Collected data entries
*** Block opens ***

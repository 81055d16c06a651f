use crate::error::Result;
use crate::models::{NormalizedAccount, NormalizedPayment, NormalizedTransaction, PaymentResponse, Provider};
use crate::services::deutsche::{DeutscheAccountService, DeutscheTransactionService};
use crate::services::revolut::{RevolutAccountService, RevolutTransactionService};

/// Account retrieval, one variant per provider.
#[derive(Clone)]
pub enum AccountService {
    Revolut(RevolutAccountService),
    Deutsche(DeutscheAccountService),
}

impl AccountService {
    pub fn provider(&self) -> Provider {
        match self {
            AccountService::Revolut(_) => Provider::Revolut,
            AccountService::Deutsche(_) => Provider::Deutsche,
        }
    }

    pub async fn retrieve_account_data(&self) -> Result<Vec<NormalizedAccount>> {
        match self {
            AccountService::Revolut(service) => service.retrieve_account_data().await,
            AccountService::Deutsche(service) => service.retrieve_account_data().await,
        }
    }

    pub fn can_process(&self, provider: Provider) -> bool {
        match self {
            AccountService::Revolut(service) => service.can_process(provider),
            AccountService::Deutsche(service) => service.can_process(provider),
        }
    }
}

/// Transaction retrieval and payment submission, one variant per provider.
#[derive(Clone)]
pub enum TransactionService {
    Revolut(RevolutTransactionService),
    Deutsche(DeutscheTransactionService),
}

impl TransactionService {
    pub fn provider(&self) -> Provider {
        match self {
            TransactionService::Revolut(_) => Provider::Revolut,
            TransactionService::Deutsche(_) => Provider::Deutsche,
        }
    }

    pub async fn retrieve_transaction_data(&self, account_ids: Option<&[String]>) -> Result<Vec<NormalizedTransaction>> {
        match self {
            TransactionService::Revolut(service) => service.retrieve_transaction_data(account_ids).await,
            TransactionService::Deutsche(service) => service.retrieve_transaction_data(account_ids).await,
        }
    }

    pub async fn create_payments(&self, payments: &[NormalizedPayment]) -> Result<Vec<PaymentResponse>> {
        match self {
            TransactionService::Revolut(service) => service.create_payments(payments).await,
            TransactionService::Deutsche(service) => service.create_payments(payments).await,
        }
    }

    pub fn can_process(&self, provider: Provider) -> bool {
        match self {
            TransactionService::Revolut(service) => service.can_process(provider),
            TransactionService::Deutsche(service) => service.can_process(provider),
        }
    }
}

/// Resolves provider identifiers to their services.
pub struct BankingServiceRegistry {
    revolut_accounts: AccountService,
    deutsche_accounts: AccountService,
    revolut_transactions: TransactionService,
    deutsche_transactions: TransactionService,
}

impl BankingServiceRegistry {
    pub fn new(
        revolut_accounts: RevolutAccountService,
        deutsche_accounts: DeutscheAccountService,
        revolut_transactions: RevolutTransactionService,
        deutsche_transactions: DeutscheTransactionService,
    ) -> Self {
        Self {
            revolut_accounts: AccountService::Revolut(revolut_accounts),
            deutsche_accounts: AccountService::Deutsche(deutsche_accounts),
            revolut_transactions: TransactionService::Revolut(revolut_transactions),
            deutsche_transactions: TransactionService::Deutsche(deutsche_transactions),
        }
    }

    pub fn account_service(&self, provider: Provider) -> &AccountService {
        let service = match provider {
            Provider::Revolut => &self.revolut_accounts,
            Provider::Deutsche => &self.deutsche_accounts,
        };
        debug_assert!(service.can_process(provider));
        service
    }

    pub fn transaction_service(&self, provider: Provider) -> &TransactionService {
        let service = match provider {
            Provider::Revolut => &self.revolut_transactions,
            Provider::Deutsche => &self.deutsche_transactions,
        };
        debug_assert!(service.can_process(provider));
        service
    }

    /// Fails with `UnsupportedProvider` before anything touches the network.
    pub fn resolve_accounts(&self, provider_id: &str) -> Result<&AccountService> {
        Ok(self.account_service(provider_id.parse()?))
    }

    pub fn resolve_transactions(&self, provider_id: &str) -> Result<&TransactionService> {
        Ok(self.transaction_service(provider_id.parse()?))
    }
}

*** Block closes ***

▸ **YOUR GOAL**
Reproduce the data, keeping every line exactly the same.

▸ **RESPONSE TO THIS TASK**
repository 81055d16c06a651f
use crate::error::Result;
use crate::models::{NormalizedAccount, NormalizedPayment, NormalizedTransaction, PaymentResponse, Provider};
use crate::services::deutsche::{DeutscheAccountService, DeutscheTransactionService};
use crate::services::revolut::{RevolutAccountService, RevolutTransactionService};

/// Account retrieval, one variant per provider.
#[derive(Clone)]
pub enum AccountService {
    Revolut(RevolutAccountService),
    Deutsche(DeutscheAccountService),
}

impl AccountService {
    pub fn provider(&self) -> Provider {
        match self {
            AccountService::Revolut(_) => Provider::Revolut,
            AccountService::Deutsche(_) => Provider::Deutsche,
        }
    }

    pub async fn retrieve_account_data(&self) -> Result<Vec<NormalizedAccount>> {
        match self {
            AccountService::Revolut(service) => service.retrieve_account_data().await,
            AccountService::Deutsche(service) => service.retrieve_account_data().await,
        }
    }

    pub fn can_process(&self, provider: Provider) -> bool {
        match self {
            AccountService::Revolut(service) => service.can_process(provider),
            AccountService::Deutsche(service) => service.can_process(provider),
        }
    }
}

/// Transaction retrieval and payment submission, one variant per provider.
#[derive(Clone)]
pub enum TransactionService {
    Revolut(RevolutTransactionService),
    Deutsche(DeutscheTransactionService),
}

impl TransactionService {
    pub fn provider(&self) -> Provider {
        match self {
            TransactionService::Revolut(_) => Provider::Revolut,
            TransactionService::Deutsche(_) => Provider::Deutsche,
        }
    }

    pub async fn retrieve_transaction_data(&self, account_ids: Option<&[String]>) -> Result<Vec<NormalizedTransaction>> {
        match self {
            TransactionService::Revolut(service) => service.retrieve_transaction_data(account_ids).await,
            TransactionService::Deutsche(service) => service.retrieve_transaction_data(account_ids).await,
        }
    }

    pub async fn create_payments(&self, payments: &[NormalizedPayment]) -> Result<Vec<PaymentResponse>> {
        match self {
            TransactionService::Revolut(service) => service.create_payments(payments).await,
            TransactionService::Deutsche(service) => service.create_payments(payments).await,
        }
    }

    pub fn can_process(&self, provider: Provider) -> bool {
        match self {
            TransactionService::Revolut(service) => service.can_process(provider),
            TransactionService::Deutsche(service) => service.can_process(provider),
        }
    }
}

/// Resolves provider identifiers to their services.
pub struct BankingServiceRegistry {
    revolut_accounts: AccountService,
    deutsche_accounts: AccountService,
    revolut_transactions: TransactionService,
    deutsche_transactions: TransactionService,
}

impl BankingServiceRegistry {
    pub fn new(
        revolut_accounts: RevolutAccountService,
        deutsche_accounts: DeutscheAccountService,
        revolut_transactions: RevolutTransactionService,
        deutsche_transactions: DeutscheTransactionService,
    ) -> Self {
        Self {
            revolut_accounts: AccountService::Revolut(revolut_accounts),
            deutsche_accounts: AccountService::Deutsche(deutsche_accounts),
            revolut_transactions: TransactionService::Revolut(revolut_transactions),
            deutsche_transactions: TransactionService::Deutsche(deutsche_transactions),
        }
    }

    pub fn account_service(&self, provider: Provider) -> &AccountService {
        let service = match provider {
            Provider::Revolut => &self.revolut_accounts,
            Provider::Deutsche => &self.deutsche_accounts,
        };
        debug_assert!(service.can_process(provider));
        service
    }

    pub fn transaction_service(&self, provider: Provider) -> &TransactionService {
        let service = match provider {
            Provider::Revolut => &self.revolut_transactions,
            Provider::Deutsche => &self.deutsche_transactions,
        };
        debug_assert!(service.can_process(provider));
        service
    }

    /// Fails with `UnsupportedProvider` before anything touches the network.
    pub fn resolve_accounts(&self, provider_id: &str) -> Result<&AccountService> {
        Ok(self.account_service(provider_id.parse()?))
    }

    pub fn resolve_transactions(&self, provider_id: &str) -> Result<&TransactionService> {
        Ok(self.transaction_service(provider_id.parse()?))
    }
}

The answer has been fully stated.